Moss could not be reached for comment. He is not listed in local telephone directories and has declined to talk about Huston's disappearance to local news outlets.

Anthony Huston said he last saw his daughter when he went over to her home to cut her grass. It has been a long summer for him, and the anxiety over not knowing where his daughter is, not hearing her voice, has weighed heavily on him.

"I just have this feeling of loneliness, emptiness," he said. "We have no idea where she is, where she could be."

A Disturbing New Lesson

And that's something that all families of missing persons have in common, no matter what kind of media attention their cases may receive: an irreplaceable void. Though the Chandra Levy, Laci Peterson and Dru Sjodin cases ultimately ended tragically, with the discovery of the missing women's remains, at least the respective families had some sense of closure.

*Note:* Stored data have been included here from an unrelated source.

//! # Database Error Types
//!
//! Error types for database operations.
//!
//! ## Error Flow
//! ```text
//! ┌─────────────────────────────────────────────────────────────────────────┐
//! │                    Error Propagation                                    │
//! │                                                                         │
//! │  SQLite Error (sqlx::Error)                                            │
//! │       │                                                                 │
//! │       ▼                                                                 │
//! │  DbError (this module) ← Adds context and categorization               │
//! │       │                                                                 │
//! │       ▼                                                                 │
//! │  ApiError (apps/beiyetu) ← Serialized for the caller                   │
//! │                                                                         │
//! └─────────────────────────────────────────────────────────────────────────┘
//! ```
//!
//! There is no retry anywhere: a failed statement fails the operation
//! that issued it.

use thiserror::Error;

/// Database operation errors.
#[derive(Debug, Error)]
pub enum DbError {
    /// Entity not found in database.
    #[error("{entity} not found: {id}")]
    NotFound { entity: String, id: String },

    /// Unique constraint violation.
    ///
    /// ## When This Occurs
    /// - Inserting a second category with an existing name
    #[error("Duplicate {field}: '{value}' already exists")]
    UniqueViolation { field: String, value: String },

    /// Foreign key constraint violation.
    ///
    /// ## When This Occurs
    /// - Listing for a product or store that doesn't exist
    /// - Product for a missing subcategory
    #[error("Foreign key violation: {message}")]
    ForeignKeyViolation { message: String },

    /// Database connection failed.
    ///
    /// ## When This Occurs
    /// - Database file can't be created
    /// - File permissions issue
    #[error("Connection failed: {0}")]
    ConnectionFailed(String),

    /// Migration failed.
    #[error("Migration failed: {0}")]
    MigrationFailed(String),

    /// Query execution failed (includes CHECK constraint failures).
    #[error("Query failed: {0}")]
    QueryFailed(String),

    /// Pool exhausted (all connections in use).
    #[error("Connection pool exhausted")]
    PoolExhausted,

    /// Internal database error.
    #[error("Internal database error: {0}")]
    Internal(String),
}

impl DbError {
    /// Creates a NotFound error for a given entity type and ID.
    pub fn not_found(entity: impl Into<String>, id: impl ToString) -> Self {
        DbError::NotFound {
            entity: entity.into(),
            id: id.to_string(),
        }
    }
}

/// Convert sqlx errors to DbError.
///
/// ## Error Mapping
/// ```text
/// sqlx::Error::RowNotFound    → DbError::NotFound
/// sqlx::Error::Database       → Analyze message for constraint type
/// sqlx::Error::PoolTimedOut   → DbError::PoolExhausted
/// Other                       → DbError::Internal
/// ```
impl From<sqlx::Error> for DbError {
    fn from(err: sqlx::Error) -> Self {
        match err {
            sqlx::Error::RowNotFound => DbError::NotFound {
                entity: "Record".to_string(),
                id: "unknown".to_string(),
            },

            sqlx::Error::Database(db_err) => {
                let msg = db_err.message();

                // SQLite constraint messages:
                // UNIQUE: "UNIQUE constraint failed: <table>.<column>"
                // FK:     "FOREIGN KEY constraint failed"
                if let Some(field) = msg.strip_prefix("UNIQUE constraint failed: ") {
                    DbError::UniqueViolation {
                        field: field.to_string(),
                        value: "unknown".to_string(),
                    }
                } else if msg.contains("FOREIGN KEY constraint failed") {
                    DbError::ForeignKeyViolation {
                        message: msg.to_string(),
                    }
                } else {
                    DbError::QueryFailed(msg.to_string())
                }
            }

            sqlx::Error::PoolTimedOut => DbError::PoolExhausted,

            sqlx::Error::PoolClosed => DbError::ConnectionFailed("Pool is closed".to_string()),

            _ => DbError::Internal(err.to_string()),
        }
    }
}

impl From<sqlx::migrate::MigrateError> for DbError {
    fn from(err: sqlx::migrate::MigrateError) -> Self {
        DbError::MigrationFailed(err.to_string())
    }
}

/// Result type for database operations.
pub type DbResult<T> = Result<T, DbError>;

The Spartanburg Department of Public Safety asks that anyone who may have information regarding Tamika Huston's disappearance to contact investigators at (864) 596-2035 or CrimeStoppers at (864) 58-CRIME. More information about the search for Huston can be found at two Web sites her friends and relatives have set up for her at www.tamikahuston.com and www.tamika.info.com.

No matter the ultimate outcome in the search for her niece, Rebkah Howard was learned another lesson in her training as a public relations executive.

"It's been very disturbing for me," she said. "Not only has this been a very personal challenge with my niece missing, but it's been a professional challenge: 'How can I get some attention from the national media?' Because it may be that attention that brings Tamika home, or worst-case scenario, the person who brought her harm to justice."